Canadian home prices hit a fresh high in November, with values continuing to accelerate as buyers competed for houses throughout most of Ontario and B.C.
The national home price index, which adjusts for pricing volatility, rose 2.7 per cent to $790,600 from October to November on a seasonally adjusted basis, according to the Canadian Real Estate Association or CREA. That marks the second straight month of gains at that elevated level.
Compared with last November, the home price index (HPI) across the country is 25 per cent higher, a record year-over-year price jump. In Ontario, the HPI is up 30 per cent, with values soaring in the province’s most expensive region of Toronto.
Currently, there are 1.8 months of inventory remaining, or the amount of time it would take to sell all the listed properties if the pace of sales remained the same as November. That ties with March of this year for the lowest level on record. The long-term average has been just over five months.
Even though more homeowners listed their properties for sale in November than in the previous month, the market conditions are similar to March of this year, when prices were spiking and economists were calling on policy makers to break the market psychology and the belief that prices will only rise further.
Since March, the country’s bank regulator and federal finance department have made it slightly harder for borrowers to qualify for a mortgage from a bank. The Bank of Canada has warned borrowers that interest rates will rise at some point, while the federal mortgage insurer, Canada Mortgage and Housing Corp., has said that the market is overvalued and overheated, and at risk of a downturn.

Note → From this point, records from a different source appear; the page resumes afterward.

/// Bundles every external collaborator + per-call config a strike pass
/// needs, so `process_strike` doesn't take two dozen positional arguments.
pub struct StrikeContext<'a> {
    pub weapons: &'a mut dyn WeaponRegistry,
    pub infusions: &'a dyn InfusionRegistry,
    pub buffs: &'a dyn Buffs,
    pub procs: &'a mut dyn Procs,
    pub navigation: &'a dyn Navigation,
    pub obstruction_hook: Option<&'a dyn ObstructionHook>,
    pub hit_feedback: &'a mut dyn HitFeedback,
    pub damage_ui: &'a mut dyn DamageNumberUi,
    pub ring: &'a mut DamageEventRing,
    pub stats: &'a StatCacheSnapshot,
    pub geo: &'a WeaponHitGeo,
    pub tuning: &'a HitboxTuning,
    pub hit_mask: &'a mut HitSweepMask,
    pub mismatch: &'a mut MismatchCounters,
    pub pixel_cache: Option<&'a mut PixelMaskCache>,
    pub use_pixel_masks: bool,
    pub anim_frame: i32,
    pub strict_team_filter: bool,
    pub crit_layering_mode: CritLayeringMode,
    /// Test hook: `Some(true/false)` forces every crit roll this pass; `None` rolls normally.
    pub force_crit_mode: Option<bool>,
    /// Test hook: keeps hit targets stationary instead of applying knockback,
    /// so repeated strikes in a fixture don't drift.
    pub forced_attack_test_mode: bool,
}

fn line_of_sight_blocked(start: Vec2, end: Vec2, navigation: &dyn Navigation) -> bool {
    let tx0 = start.x.floor() as i32;
    let ty0 = start.y.floor() as i32;
    let tx1 = end.x.floor() as i32;
    let ty1 = end.y.floor() as i32;
    let steps = (tx1 - tx0).abs().max((ty1 - ty0).abs()).max(1);
    let fx = (tx1 - tx0) as f32 / steps as f32;
    let fy = (ty1 - ty0) as f32 / steps as f32;
    let mut sx = tx0 as f32 + 0.5;
    let mut sy = ty0 as f32 + 0.5;
    for _ in 0..=steps {
        let cx = sx.floor() as i32;
        let cy = sy.floor() as i32;
        if !(cx == tx0 && cy == ty0) && !(cx == tx1 && cy == ty1) && navigation.is_tile_blocked(cx, cy) {
            return true;
        }
        sx += fx;
        sy += fy;
    }
    false
}

fn knockback_magnitude(player_level: u32, enemy_level: u32, player_strength: f32, enemy_strength_proxy: f32) -> f32 {
    let lvl_diff = (player_level as f32 - enemy_level as f32).max(0.0).min(20.0);
    let str_diff = (player_strength - enemy_strength_proxy).max(0.0).min(60.0);
    (0.18 + 0.02 * lvl_diff + 0.015 * str_diff).min(0.55)
}
/// What phase transitions `tick` performed this call, so collaborators
/// (the geometry hit-sweep mask, in particular) know when to reset
/// per-strike state that this module doesn't own.
#[derive(Debug, Clone, Copy, Default)]
pub struct TickOutcome {
    pub entered_windup: bool,
    pub entered_strike: bool,
    pub entered_recover: bool,
}

pub struct PlayerCombatState {
    pub phase: Phase,
    pub precise_accum_ms: f64,
    pub timer: f32,
    pub combo: u8,
    pub stamina: f32,
    pub stamina_regen_delay_ms: f32,
    pub buffered_attack: bool,
    pub hit_confirmed: bool,
    pub strike_time_ms: f32,
    pub archetype: Archetype,
    pub chain_index: usize,
    pub queued_branch_archetype: Archetype,
    pub queued_branch_pending: bool,
    pub blocked_this_strike: bool,
    pub recovered_recently: bool,
    pub idle_since_recover_ms: f32,
    pub processed_window_mask: u32,
    pub emitted_events_mask: u32,
    pub events: [Option<CombatEvent>; MAX_EVENTS],
    pub event_count: usize,
    pub charging: bool,
    pub charge_time_ms: f32,
    pub pending_charge_damage_mult: f32,
    pub parry_active: bool,
    pub parry_timer_ms: f32,
    pub parry_window_ms: f32,
    pub riposte_ready: bool,
    pub riposte_window_ms: f32,
    pub backstab_cooldown_ms: f32,
    pub aerial_attack_pending: bool,
    pub landing_lag_ms: f32,
    pub guard_break_ready: bool,
    pub backstab_pending_mult: f32,
    pub riposte_pending_mult: f32,
    pub guard_break_pending_mult: f32,
    pub force_crit_next_strike: bool,
    /// Set while a HyperArmor-flagged window is being processed; read by
    /// `defense::apply_incoming_melee` to suppress poise damage. Owned here
    /// (rather than on `Player`) since it's strike-processing bookkeeping,
    /// not persistent combatant state.
    pub hyper_armor_active: bool,
}

impl Default for PlayerCombatState {
    fn default() -> Self {
        PlayerCombatState {
            phase: Phase::Idle,
            precise_accum_ms: 0.0,
            timer: 0.0,
            combo: 0,
            stamina: 100.0,
            stamina_regen_delay_ms: 0.0,
            buffered_attack: false,
            hit_confirmed: false,
            strike_time_ms: 0.0,
            archetype: Archetype::Light,
            chain_index: 0,
            queued_branch_archetype: Archetype::Light,
            queued_branch_pending: false,
            blocked_this_strike: false,
            recovered_recently: false,
            idle_since_recover_ms: 0.0,
            processed_window_mask: 0,
            emitted_events_mask: 0,
            events: [None; MAX_EVENTS],
            event_count: 0,
            charging: false,
            charge_time_ms: 0.0,
            pending_charge_damage_mult: 1.0,
            parry_active: false,
            parry_timer_ms: 0.0,
            parry_window_ms: 160.0,
            riposte_ready: false,
            riposte_window_ms: 650.0,
            backstab_cooldown_ms: 0.0,
            aerial_attack_pending: false,
            landing_lag_ms: 0.0,
            guard_break_ready: false,
            backstab_pending_mult: 1.0,
            riposte_pending_mult: 1.0,
            guard_break_pending_mult: 1.0,
            force_crit_next_strike: false,
            hyper_armor_active: false,
        }
    }
}

fn def_or_fallback(archetype: Archetype, chain_index: usize) -> Option<&'static AttackDef> {
    registry::lookup(archetype, chain_index as i32)
}

impl PlayerCombatState {
    pub fn new() -> Self {
        Self::default()
    }

    /// Append a combat event, dropping it silently if the ring is full
    /// (bounded event production per strike is expected to stay well under
    /// `MAX_EVENTS`).
    pub fn push_event(&mut self, event: CombatEvent) {
        if self.event_count < MAX_EVENTS {
            self.events[self.event_count] = Some(event);
            self.event_count += 1;
        }
    }

    /// Drain up to `max` queued events, FIFO, matching
    /// `rogue_combat_consume_events`'s shift-remaining semantics.
    pub fn consume_events(&mut self, max: usize) -> Vec<CombatEvent> {
        let n = max.min(self.event_count);
        let drained: Vec<CombatEvent> = self.events[0..n].iter().filter_map(|e| *e).collect();
        let remaining = self.event_count - n;
        for i in 0..remaining {
            self.events[i] = self.events[n + i];
        }
        for slot in self.events[remaining..].iter_mut() {
            *slot = None;
        }
        self.event_count = remaining;
        drained
    }

    pub fn current_def(&self) -> Option<&'static AttackDef> {
        def_or_fallback(self.archetype, self.chain_index)
    }

    pub fn queue_branch(&mut self, archetype: Archetype) {
        self.queued_branch_archetype = archetype;
        self.queued_branch_pending = true;
    }

    pub fn set_hyper_armor(&mut self, active: bool) {
        self.hyper_armor_active = active;
    }

    pub fn notify_blocked(&mut self) {
        if self.phase == Phase::Strike {
            self.blocked_this_strike = true;
        }
    }

    pub fn charge_begin(&mut self) {
        if self.phase != Phase::Idle {
            return;
        }
        self.charging = true;
        self.charge_time_ms = 0.0;
    }

    /// Accumulate charge time while held; on release, compute and store the
    /// pending damage multiplier.
    pub fn charge_tick(&mut self, dt_ms: f32, still_holding: bool) {
        if !self.charging {
            return;
        }
        if !still_holding {
            let t = self.charge_time_ms;
            let mult = (1.0 + (t / 800.0).min(1.0) * 1.5).min(2.5);
            self.pending_charge_damage_mult = mult;
            self.charging = false;
            self.charge_time_ms = 0.0;
            return;
        }
        self.charge_time_ms = (self.charge_time_ms + dt_ms).min(1600.0);
    }

    pub fn charge_progress(&self) -> f32 {
        if !self.charging {
            return 0.0;
        }
        (self.charge_time_ms / 800.0).clamp(0.0, 1.0)
    }

    /// Advance the state machine by `dt_ms`. `attack_pressed` buffers a new
    /// attack request unless CC suppresses it.
    pub fn tick(&mut self, dt_ms: f32, attack_pressed: bool, player: &mut Player) -> TickOutcome {
        let mut outcome = TickOutcome::default();

        let suppress_buffer = player.cc.stunned() || player.cc.disarmed();
        let suppress_start = suppress_buffer || player.cc.rooted();
        if attack_pressed && !suppress_buffer {
            self.buffered_attack = true;
        }

        let mults = player.stance.multipliers();
        let mut def = self.current_def();
        let mut windup_ms = def.map(|d| d.startup_ms).unwrap_or(110.0) * mults.windup;
        let mut strike_ms = def.map(|d| d.active_ms).unwrap_or(70.0);
        let mut recover_ms = def.map(|d| d.recovery_ms).unwrap_or(120.0) * mults.recovery;

        self.precise_accum_ms += dt_ms as f64;
        self.timer = self.precise_accum_ms as f32;

        match self.phase {
            Phase::Idle => {
                if self.recovered_recently {
                    self.idle_since_recover_ms += dt_ms;
                    if self.idle_since_recover_ms > 130.0 {
                        self.recovered_recently = false;
                    }
                }
                if self.buffered_attack
                    && def.is_some()
                    && self.stamina >= def.unwrap().stamina_cost * mults.stamina
                    && !suppress_start
                {
                    if self.recovered_recently && self.idle_since_recover_ms < 130.0 {
                        self.advance_chain_or_branch();
                        def = self.current_def();
                    }
                    if self.queued_branch_pending {
                        self.archetype = self.queued_branch_archetype;
                        self.chain_index = 0;
                        self.queued_branch_pending = false;
                        def = self.current_def();
                    }
                    let cost = def.map(|d| d.stamina_cost).unwrap_or(14.0) * mults.stamina;
                    self.phase = Phase::Windup;
                    self.timer = 0.0;
                    self.precise_accum_ms = 0.0;
                    self.stamina -= cost;
                    self.stamina_regen_delay_ms = 500.0;
                    self.buffered_attack = false;
                    self.hit_confirmed = false;
                    self.strike_time_ms = 0.0;
                    outcome.entered_windup = true;
                }
            }
            Phase::Windup => {
                if self.timer >= windup_ms {
                    self.phase = Phase::Strike;
                    self.timer = 0.0;
                    self.precise_accum_ms = 0.0;
                    self.strike_time_ms = 0.0;
                    self.blocked_this_strike = false;
                    self.processed_window_mask = 0;
                    self.emitted_events_mask = 0;
                    self.event_count = 0;
                    outcome.entered_strike = true;
                }
            }
            Phase::Strike => {
                self.strike_time_ms += dt_ms;
                let hit_flag_mask = match def {
                    Some(d) => d.flags_at(self.strike_time_ms),
                    None => registry::WindowFlags::default(),
                };

                let mut on_hit_threshold = strike_ms * 0.40;
                if on_hit_threshold < 15.0 {
                    on_hit_threshold = 15.0;
                }
                let mut allow_hit_cancel = false;
                if self.hit_confirmed && def.is_some() && hit_flag_mask.has(registry::WindowFlags::CANCEL_ON_HIT) {
                    let d = def.unwrap();
                    let all_windows_done = if d.num_windows() > 0 {
                        let all_bits = (1u32 << d.num_windows()) - 1;
                        self.processed_window_mask & all_bits == all_bits
                    } else {
                        true
                    };
                    if self.strike_time_ms >= on_hit_threshold || all_windows_done {
                        allow_hit_cancel = true;
                    }
                }
                let mut allow_whiff_cancel = false;
                if !self.hit_confirmed {
                    if let Some(d) = def {
                        if hit_flag_mask.has(registry::WindowFlags::CANCEL_ON_WHIFF) {
                            let needed = d.whiff_cancel_pct * strike_ms;
                            if self.strike_time_ms >= needed {
                                allow_whiff_cancel = true;
                            }
                        }
                    }
                }
                let mut allow_block_cancel = false;
                if self.blocked_this_strike && def.is_some() && hit_flag_mask.has(registry::WindowFlags::CANCEL_ON_BLOCK) {
                    let d = def.unwrap();
                    let mut block_thresh = strike_ms * 0.30;
                    let whiff_equiv = d.whiff_cancel_pct * strike_ms;
                    if block_thresh > whiff_equiv {
                        block_thresh = whiff_equiv;
                    }
                    if self.strike_time_ms >= block_thresh {
                        allow_block_cancel = true;
                    }
                }

                if self.strike_time_ms >= strike_ms || allow_hit_cancel || allow_whiff_cancel || allow_block_cancel {
                    self.phase = Phase::Recover;
                    self.timer = 0.0;
                    self.precise_accum_ms = 0.0;
                    self.combo = (self.combo + 1).min(5);
                    if self.landing_lag_ms > 0.0 {
                        self.precise_accum_ms = -(self.landing_lag_ms as f64);
                        self.landing_lag_ms = 0.0;
                    }
                    outcome.entered_recover = true;
                }
            }
            Phase::Recover => {
                if self.timer >= recover_ms {
                    if self.buffered_attack && def.is_some() {
                        self.advance_chain_or_branch();
                        let next_def = self.current_def();
                        let cost = next_def.map(|d| d.stamina_cost).unwrap_or(10.0) * mults.stamina;
                        if self.stamina >= cost {
                            self.phase = Phase::Windup;
                            self.timer = 0.0;
                            self.precise_accum_ms = 0.0;
                            self.stamina -= cost;
                            self.stamina_regen_delay_ms = 450.0;
                            self.buffered_attack = false;
                            self.hit_confirmed = false;
                            self.strike_time_ms = 0.0;
                            self.blocked_this_strike = false;
                            outcome.entered_windup = true;
                        } else {
                            self.phase = Phase::Idle;
                            self.timer = 0.0;
                            self.hit_confirmed = false;
                            self.buffered_attack = false;
                            self.recovered_recently = true;
                            self.idle_since_recover_ms = 0.0;
                        }
                    } else {
                        self.phase = Phase::Idle;
                        self.timer = 0.0;
                        self.hit_confirmed = false;
                        self.buffered_attack = false;
                        self.blocked_this_strike = false;
                        self.recovered_recently = true;
                        self.idle_since_recover_ms = 0.0;
                    }
                }
            }
        }

        if self.stamina_regen_delay_ms > 0.0 {
            self.stamina_regen_delay_ms -= dt_ms;
        } else {
            let dex = player.stats.dexterity;
            let intel = player.stats.intelligence;
            let mut regen = 0.040 + dex * 0.00070 + intel * 0.00050;
            regen *= player.encumbrance.stamina_regen_mult();
            self.stamina = (self.stamina + dt_ms * regen).min(100.0);
        }

        if self.parry_active {
            self.parry_timer_ms += dt_ms;
            if self.parry_timer_ms >= self.parry_window_ms {
                self.parry_active = false;
                self.parry_timer_ms = 0.0;
            }
        }
        if self.riposte_ready {
            self.riposte_window_ms -= dt_ms;
            if self.riposte_window_ms <= 0.0 {
                self.riposte_ready = false;
            }
        }
        if self.backstab_cooldown_ms > 0.0 {
            self.backstab_cooldown_ms = (self.backstab_cooldown_ms - dt_ms).max(0.0);
        }

        let _ = (windup_ms, recover_ms);
        outcome
    }

    fn advance_chain_or_branch(&mut self) {
        if self.queued_branch_pending {
            self.archetype = self.queued_branch_archetype;
            self.chain_index = 0;
            self.queued_branch_pending = false;
        } else {
            let len = registry::chain_length(self.archetype).max(1);
            self.chain_index = (self.chain_index + 1) % len;
        }
    }

    /// Test utility mirroring `rogue_combat_test_force_strike`: jump
    /// directly into Strike phase at a given `strike_time_ms`.
    pub fn force_strike(&mut self, strike_time_ms: f32) {
        self.phase = Phase::Strike;
        self.strike_time_ms = strike_time_ms;
        self.processed_window_mask = 0;
    }
}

However, homebuyers have been undeterred by the warnings and have managed to deal with the tougher mortgage stress test, which requires borrowers to prove they can make their home-loan payments at an interest rate of 5.25 per cent and not at their mortgage contract’s actual interest rate. Canada’s banking regulator, the Office of the Superintendent of Financial Institutions, is set to announce on Friday whether it will change the mortgage stress test requirements.
“We called for a response early in the year and here we are with prices up another 30 per cent in some markets. The market clearly needs, as it did back then, higher interest rates,” said Bank of Montreal senior economist Robert Kavcic, who had been one of the loudest voices calling on policymakers to act.
The pandemic’s real estate boom has been mostly driven by buyers seeking bigger properties in more affordable cities. That has propelled prices higher in smaller cities that have traditionally been unaccustomed to strong demand. In the Bancroft area in Ontario’s cottage country, for example, the HPI is nearly 50 per cent higher year over year.
Last month was no exception to the trend. Smaller cities and regions such as Chilliwack and Fraser Valley in B.C., as well as Brantford, Cambridge and North Bay in Ontario, continued to see prices increasing at a faster pace than the rest of the country. In Cambridge, the typical price of a house is now $100,000 higher than August, according to the HPI.
Now, the Toronto region is seeing values jump significantly. In the Oakville-Milton area, just west of the city of Toronto, the typical price of a house reached $1,645,100 in November. That is $200,000 higher than in August, according to the HPI. In the Greater Toronto Area, the typical price of a single-family house was $1,403,800 last month, a $145,000 increase over August.
Across the country, there were 54,222 home resales in November, according to CREA. That is slightly higher than in October on a seasonally adjusted basis and similar to last November.